- [The problem]: Write down, unchanged, the entries from the first line through the line holding "outside its domain.". Include no other line.

━━━ Provided information

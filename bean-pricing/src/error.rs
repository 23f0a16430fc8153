//! Pricing error types.

use thiserror::Error;

/// Errors from the pricing engine.
///
/// Failure to converge is not an error: the solvers return `NaN`.
#[derive(Error, Debug, Clone, PartialEq, Eq)]
pub enum PricingError {
    /// Option-only calculation requested for another kind of contract.
    #[error("[Pricing] '{contract}' is not an option")]
    NotAnOption {
        /// Contract name.
        contract: String,
    },

    /// Market input outside its domain.
    #[error("[Pricing] invalid {field}: {reason}")]
    InvalidInput {
        /// Input name.
        field: String,
        /// What is wrong with it.
        reason: String,
    },
}

impl PricingError {
    /// Creates an invalid input error.
    #[must_use]
    pub fn invalid_input(field: impl Into<String>, reason: impl Into<String>) -> Self {
        Self::InvalidInput {
            field: field.into(),
            reason: reason.into(),
        }
    }
}
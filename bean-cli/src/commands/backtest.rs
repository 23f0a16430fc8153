//! Backtest command implementation.
//!
//! Loads a `BacktestConfig`, replays the configured data file through the
//! simulator with the configured strategy and reports trade statistics.

use std::path::PathBuf;

use anyhow::{Context, Result};
use clap::{Args, ValueEnum};
use tracing::{Instrument, info, warn};

use bean_backtest::{Backtest, PortfolioStats, TradeStats, strategies};
use bean_core::config::{BacktestConfig, ConfigLoader};
use bean_core::ledger::Portfolio;
use bean_core::traits::{HistoricalDataProvider, Strategy};
use bean_data::sink::DEFAULT_FLUSH_INTERVAL;
use bean_data::{BatchingSink, JsonFileProvider, JsonLinesWriter, Point};
use bean_telemetry::spans::{backtest_span, command_span};

/// Arguments for the backtest command
#[derive(Args, Debug)]
pub struct BacktestArgs {
    /// Backtest configuration file (yaml, toml or json)
    #[arg(short, long)]
    pub config: PathBuf,

    /// Output format
    #[arg(short, long, value_enum, default_value_t = OutputFormat::Table)]
    pub output: OutputFormat,

    /// Output file path (optional)
    #[arg(long)]
    pub output_file: Option<PathBuf>,

    /// Also write order book statistics points as JSON lines to this file
    #[arg(long)]
    pub book_stats: Option<PathBuf>,
}

/// Result rendering
#[derive(Debug, Clone, Copy, PartialEq, Eq, ValueEnum)]
pub enum OutputFormat {
    /// Pretty JSON
    Json,
    /// Boxed table
    Table,
    /// `metric,value` rows
    Csv,
}

/// Run a backtest with the given arguments.
pub async fn run(args: BacktestArgs) -> Result<()> {
    execute(args).instrument(command_span("backtest")).await
}

async fn execute(args: BacktestArgs) -> Result<()> {
    let config: BacktestConfig = ConfigLoader::new()
        .load_file(&args.config)
        .with_context(|| format!("Failed to load config {}", args.config.display()))?;
    config.validate().context("Invalid backtest configuration")?;

    let provider = JsonFileProvider::open(&config.data_file)
        .with_context(|| format!("Failed to load data file {}", config.data_file.display()))?;

    let mut strategy = strategies::from_config(&config).context("Invalid strategy parameters")?;
    let portfolio = Portfolio::with_balances(config.initial_balances.clone());

    let stats = {
        let _run = backtest_span(
            strategy.name(),
            &config.exchange,
            &config.start.to_rfc3339(),
            &config.end.to_rfc3339(),
        )
        .entered();

        let result = Backtest::new(&provider, config.depth)
            .simulate(strategy.as_mut(), config.start, config.end, &portfolio)
            .context("Backtest failed")?;
        let rates = result
            .reference_rates(&provider, config.mtm_base)
            .context("Failed to load reference rates")?;
        TradeStats::new(result.transactions, &portfolio, config.mtm_base, rates).summary()
    };

    if let Some(path) = &args.book_stats {
        let written = write_book_stats(&provider, &config, path.clone()).await?;
        info!(points = written, path = %path.display(), "Order book statistics written");
    }

    let output = render(&stats, args.output)?;
    if let Some(path) = &args.output_file {
        std::fs::write(path, &output)
            .with_context(|| format!("Failed to write output file {}", path.display()))?;
        info!(path = %path.display(), "Results written");
    } else {
        println!("{output}");
    }

    info!("Backtest completed");
    Ok(())
}

async fn write_book_stats(
    provider: &JsonFileProvider,
    config: &BacktestConfig,
    path: PathBuf,
) -> Result<usize> {
    let sink = BatchingSink::start(JsonLinesWriter::new(path), DEFAULT_FLUSH_INTERVAL);
    let mut written = 0;
    for &pair in &config.pairs {
        let series = provider
            .order_book_series(pair, config.start, config.end, config.depth)
            .with_context(|| format!("Failed to load order books for {pair}"))?;
        for snapshot in series.snapshots() {
            match Point::order_book_stats(snapshot.timestamp, &config.exchange, pair, &snapshot.book) {
                Some(point) => {
                    sink.push(point)?;
                    written += 1;
                }
                None => warn!(pair = %pair, time = %snapshot.timestamp, "Skipping invalid order book"),
            }
        }
    }
    sink.shutdown().await.context("Failed to flush order book statistics")?;
    Ok(written)
}

fn render(stats: &PortfolioStats, format: OutputFormat) -> Result<String> {
    Ok(match format {
        OutputFormat::Json => serde_json::to_string_pretty(stats)?,
        OutputFormat::Table => stats_to_table(stats),
        OutputFormat::Csv => stats_to_csv(stats),
    })
}

fn metrics(stats: &PortfolioStats) -> Vec<(&'static str, String)> {
    let coins: Vec<String> = stats.all_coins.iter().map(ToString::to_string).collect();
    vec![
        ("mtm_base", stats.mtm_base.to_string()),
        ("coins", coins.join(" ")),
        ("transactions", stats.num_transactions.to_string()),
        ("total_amount", format!("{:.6}", stats.total_transaction_amount)),
        ("net_pnl", format!("{:.6}", stats.net_pnl)),
        ("average_pnl", format!("{:.6}", stats.average_pnl)),
        ("ann_return", format!("{:.6}", stats.ann_return)),
        ("max_drawdown", format!("{:.6}", stats.max_drawdown)),
        ("sharpe", format!("{:.4}", stats.sharpe)),
        ("avg_win_loss", format!("{:.4}", stats.win_loss.avg_win_loss)),
        ("win_rate", format!("{:.4}", stats.win_loss.win_rate)),
        ("loss_rate", format!("{:.4}", stats.win_loss.loss_rate)),
        ("wins_per_loss", format!("{:.4}", stats.win_loss.wins_per_loss)),
    ]
}

fn stats_to_table(stats: &PortfolioStats) -> String {
    let rule = "═".repeat(62);
    let mut lines = vec![
        format!("╔{rule}╗"),
        format!("║{:^62}║", "BACKTEST RESULTS"),
        format!("╠{rule}╣"),
    ];
    lines.extend(
        metrics(stats)
            .into_iter()
            .map(|(name, value)| format!("║ {name:<20}{value:>40} ║")),
    );
    for coin in &stats.coins {
        lines.push(format!("╠{rule}╣"));
        lines.push(format!(
            "║ {:<20}{:>40} ║",
            coin.coin.to_string(),
            format!("{} trades", coin.num_trades)
        ));
        lines.push(format!("║ {:<20}{:>40.6} ║", "  net_pnl", coin.net_pnl));
        lines.push(format!("║ {:<20}{:>40.6} ║", "  max_drawdown", coin.max_drawdown));
    }
    lines.push(format!("╚{rule}╝"));
    lines.join("\n")
}

fn stats_to_csv(stats: &PortfolioStats) -> String {
    let mut csv = String::from("metric,value\n");
    for (name, value) in metrics(stats) {
        csv.push_str(&format!("{name},{value}\n"));
    }
    for coin in &stats.coins {
        csv.push_str(&format!("{}_trades,{}\n", coin.coin, coin.num_trades));
        csv.push_str(&format!("{}_net_pnl,{}\n", coin.coin, coin.net_pnl));
        csv.push_str(&format!("{}_max_drawdown,{}\n", coin.coin, coin.max_drawdown));
    }
    csv
}

#[cfg(test)]
mod tests {
    use super::*;
    use bean_core::data::Transactions;
    use bean_core::types::Coin;

    fn create_stats() -> PortfolioStats {
        TradeStats::new(
            Transactions::default(),
            &Portfolio::with_balances([(Coin::Usdt, 100.0)]),
            Coin::Usdt,
            bean_backtest::ReferenceRateBook::new(),
        )
        .summary()
    }

    #[test]
    fn test_render_csv() {
        let csv = render(&create_stats(), OutputFormat::Csv).unwrap();
        assert!(csv.starts_with("metric,value\n"));
        assert!(csv.contains("mtm_base,USDT\n"));
        assert!(csv.contains("transactions,0\n"));
    }

    #[test]
    fn test_render_table_lines_align() {
        let table = render(&create_stats(), OutputFormat::Table).unwrap();
        let widths: Vec<usize> = table.lines().map(|l| l.chars().count()).collect();
        assert!(widths.iter().all(|&w| w == widths[0]));
        assert!(table.contains("BACKTEST RESULTS"));
    }

    #[test]
    fn test_render_json() {
        let json = render(&create_stats(), OutputFormat::Json).unwrap();
        let value: serde_json::Value = serde_json::from_str(&json).unwrap();
        assert_eq!(value["mtm_base"], "USDT");
    }
}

━━━━━━

- [Response for this exercise]:
filename bean-pricing/src/error.rs
repository 23f0a16430fc8153
//! Pricing error types.

use thiserror::Error;

/// Errors from the pricing engine.
///
/// Failure to converge is not an error: the solvers return `NaN`.
#[derive(Error, Debug, Clone, PartialEq, Eq)]
pub enum PricingError {
    /// Option-only calculation requested for another kind of contract.
    #[error("[Pricing] '{contract}' is not an option")]
    NotAnOption {
        /// Contract name.
        contract: String,
    },

    /// Market input outside its domain.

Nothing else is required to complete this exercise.